CONVEGNO SU DONNA E SALUTE: LA DONNA, “CUSTODE DELLA SALUTE SOCIALE”

“La donna è una vera e propria custode della salute sociale. Cercare di vivere la famiglia in un modo nuovo, in linea con i tempi attuali, è compito di ognuno dei membri della famiglia, ma là dove c’è una donna capace di amare in modo oblativo, senza vittimismi né ripensamenti, la famiglia appare protetta da molteplici forme di devianza e di patologia”. Ad affermarlo è Paola Binetti, del Libero istituto universitario “Campus biomedico”, durante la conferenza internazionale in corso in questi giorni a Roma su “Women’s health issues” (Donna e salute: istanze e significati), organizzata dall’Istituto di bioetica dell’Università Cattolica, in collaborazione con il Center of clinical ethics della Georgetown university e il patrocinio della Pontificia Accademia per la vita.

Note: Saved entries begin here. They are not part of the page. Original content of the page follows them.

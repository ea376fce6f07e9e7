// Configuration validation

use crate::{ConfigError, Result};
use partyline_core::PartyConfig;

/// Trait for validating configuration
pub trait Validate {
    fn validate(&self) -> Result<()>;
}

/// Reusable validation rules
pub struct ConfigValidator;

impl ConfigValidator {
    pub fn not_empty(value: &str, field: &str) -> Result<()> {
        if value.trim().is_empty() {
            return Err(ConfigError::ValidationError(format!(
                "{} cannot be empty",
                field
            )));
        }
        Ok(())
    }

    pub fn absolute_path(value: &str, field: &str) -> Result<()> {
        if !value.starts_with('/') {
            return Err(ConfigError::ValidationError(format!(
                "{} must start with '/': {}",
                field, value
            )));
        }
        Ok(())
    }

    pub fn is_url(value: &str, field: &str) -> Result<()> {
        if !value.starts_with("http://") && !value.starts_with("https://") {
            return Err(ConfigError::ValidationError(format!(
                "{} must be a valid URL",
                field
            )));
        }
        Ok(())
    }
}

impl Validate for PartyConfig {
    fn validate(&self) -> Result<()> {
        ConfigValidator::not_empty(&self.partyline_key, "partyline_key")?;
        for invite in &self.invites {
            ConfigValidator::absolute_path(invite, "invite path")?;
        }
        if let Some(base_url) = &self.base_url {
            ConfigValidator::is_url(base_url, "base_url")?;
        }
        Ok(())
    }
}

#[cfg(test)]
mod tests {
    use super::*;

    #[test]
    fn test_default_party_config_is_valid() {
        assert!(PartyConfig::default().validate().is_ok());
    }

    #[test]
    fn test_rejects_empty_key() {
        let config = PartyConfig {
            partyline_key: " ".into(),
            ..PartyConfig::default()
        };
        assert!(matches!(
            config.validate(),
            Err(ConfigError::ValidationError(_))
        ));
    }

    #[test]
    fn test_rejects_relative_invite() {
        let config = PartyConfig {
            invites: vec!["/__invite__".into(), "one/__invite__".into()],
            ..PartyConfig::default()
        };
        let err = config.validate().unwrap_err();
        assert!(err.to_string().contains("one/__invite__"));
    }

    #[test]
    fn test_rejects_bad_base_url() {
        let config = PartyConfig {
            base_url: Some("localhost:5000".into()),
            ..PartyConfig::default()
        };
        assert!(config.validate().is_err());
    }
}
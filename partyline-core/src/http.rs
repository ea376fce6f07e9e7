// Request and response values passed between the router and applications

use crate::{Environ, Error};
use serde::Deserialize;
use std::collections::HashMap;

/// A request as seen by a mounted application.
///
/// `script_name` is the part of the path already consumed by enclosing
/// routers and `path` is what remains for the application itself.
#[derive(Debug, Clone, Default)]
pub struct Request {
    pub path: String,
    pub script_name: String,
    pub environ: Environ,
    pub body: Vec<u8>,
}

impl Request {
    pub fn new(path: impl Into<String>) -> Self {
        Self {
            path: path.into(),
            ..Self::default()
        }
    }

    pub fn with_body(mut self, body: impl Into<Vec<u8>>) -> Self {
        self.body = body.into();
        self
    }

    pub fn with_environ(mut self, environ: Environ) -> Self {
        self.environ = environ;
        self
    }

    pub fn with_script_name(mut self, script_name: impl Into<String>) -> Self {
        self.script_name = script_name.into();
        self
    }

    /// The consumed prefix followed by the remaining path
    pub fn full_path(&self) -> String {
        format!("{}{}", self.script_name, self.path)
    }

    /// Parse the request body as JSON
    pub fn json<T: for<'de> Deserialize<'de>>(&self) -> Result<T, Error> {
        serde_json::from_slice(&self.body).map_err(|e| Error::Deserialization(e.to_string()))
    }
}

/// Response returned by an application
#[derive(Debug, Clone, PartialEq, Eq)]
pub struct Response {
    pub status: u16,
    pub headers: HashMap<String, String>,
    pub body: Vec<u8>,
}

impl Response {
    pub fn new(status: u16) -> Self {
        Self {
            status,
            headers: HashMap::new(),
            body: Vec::new(),
        }
    }

    pub fn ok() -> Self {
        Self::new(200)
    }

    pub fn not_found() -> Self {
        Self::new(404)
    }

    pub fn text(body: impl Into<String>) -> Self {
        Self::ok()
            .with_header("Content-Type", "text/plain; charset=utf-8")
            .with_body(body.into().into_bytes())
    }

    pub fn html(body: impl Into<String>) -> Self {
        Self::ok()
            .with_header("Content-Type", "text/html; charset=utf-8")
            .with_body(body.into().into_bytes())
    }

    /// Render an error as a plain-text response carrying its status code
    pub fn from_error(error: &Error) -> Self {
        let mut response = Self::text(error.to_string());
        response.status = error.status_code();
        response
    }

    pub fn with_body(mut self, body: Vec<u8>) -> Self {
        self.body = body;
        self
    }

    pub fn with_header(mut self, key: impl Into<String>, value: impl Into<String>) -> Self {
        self.headers.insert(key.into(), value.into());
        self
    }

    pub fn is_success(&self) -> bool {
        (200..300).contains(&self.status)
    }

    /// Body decoded as UTF-8, lossily
    pub fn body_text(&self) -> String {
        String::from_utf8_lossy(&self.body).into_owned()
    }
}
// Error types for the partyline core

use thiserror::Error;

#[derive(Error, Debug)]
pub enum Error {
    #[error("Routing misconfiguration: {0}")]
    RoutingMisconfiguration(String),

    #[error("Application already joined the partyline: {0}")]
    DuplicateHandshake(String),

    #[error("No partyline operator in request environ under key: {0}")]
    NotInvited(String),

    #[error("No such service name: {0}")]
    NoSuchServiceName(String),

    #[error("Handler for service '{service}' failed: {message}")]
    HandlerFailed { service: String, message: String },

    #[error("Not Found: {0}")]
    NotFound(String),

    #[error("Deserialization error: {0}")]
    Deserialization(String),
}

impl Error {
    /// Get the status code a response for this error should carry
    pub fn status_code(&self) -> u16 {
        match self {
            // Handshake rejections look like a missing route to outside callers.
            Error::DuplicateHandshake(_) | Error::NotInvited(_) | Error::NotFound(_) => 404,
            Error::Deserialization(_) => 400,
            _ => 500,
        }
    }

    /// Check if this is a client error (4xx)
    pub fn is_client_error(&self) -> bool {
        (400..500).contains(&self.status_code())
    }

    /// Check if this is a server error (5xx)
    pub fn is_server_error(&self) -> bool {
        self.status_code() >= 500
    }
}

/// Error returned by a partyline handler
#[derive(Error, Debug, Clone, PartialEq, Eq)]
pub enum HandlerError {
    /// The handler has no answer for this payload ("high and dry").
    ///
    /// Fan-out loops swallow this signal; it never reaches the caller.
    #[error("Handler declined to answer")]
    Declined,

    /// Any other fault; propagated to the caller of the query.
    #[error("Handler failed: {0}")]
    Failed(String),
}

impl HandlerError {
    /// Shorthand for an ordinary handler fault
    pub fn failed(message: impl Into<String>) -> Self {
        HandlerError::Failed(message.into())
    }
}

pub type Result<T, E = Error> = std::result::Result<T, E>;

#[cfg(test)]
mod tests {
    use super::*;

    #[test]
    fn test_handshake_errors_map_to_not_found() {
        assert_eq!(Error::DuplicateHandshake("/one".into()).status_code(), 404);
        assert_eq!(Error::NotInvited("partyline".into()).status_code(), 404);
        assert!(Error::NotFound("/nope".into()).is_client_error());
    }

    #[test]
    fn test_server_errors() {
        let err = Error::HandlerFailed {
            service: "url".into(),
            message: "boom".into(),
        };
        assert_eq!(err.status_code(), 500);
        assert!(err.is_server_error());
        assert!(Error::NoSuchServiceName("ping".into()).is_server_error());
        assert_eq!(
            Error::RoutingMisconfiguration("dup".into()).to_string(),
            "Routing misconfiguration: dup"
        );
    }

    #[test]
    fn test_handler_error_display() {
        assert_eq!(HandlerError::failed("bad").to_string(), "Handler failed: bad");
        assert_eq!(
            HandlerError::Declined.to_string(),
            "Handler declined to answer"
        );
    }
}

Binetti evidenzia anche aspetti problematici come l’educazione alla salute con i figli e nella scuola, in quanto gran parte dell’insegnamento nella scuola dell’obbligo è affidato alla donna. “Il rapporto donna e istruzione riflette un paradosso – sostiene -: infatti pur essendo consapevole dei comportamenti che nuocciono alla salute psico-fisica e avendo una grande responsabilità nella formazione-informazione a casa e a scuola, non sempre la donna è in grado di promuovere un cambiamento di mentalità e di atteggiamenti. Basta considerare il rapporto dei giovani con le droghe, con la velocità e gli stili di evasione, e alcuni comportamenti sessuali con i relativi rischi da Aids”. Per questo la donna deve “ripensare la sua responsabilità e cercare di acquisire nuovi strumenti comunicativi” nell’educazione dei giovani alla salute. In ambito professionale, invece, i contributi femminili possono essere diversi :”restituire al lavoro il valore di servizio, di mezzo e non di fine, ridimensionandone il carico; mantenere viva la propria dimensione familiare anche nella realtà professionale e difendere la salute come bene personale e familiare, nel la triplice dimensione dell’assistenza e della riabilitazione”.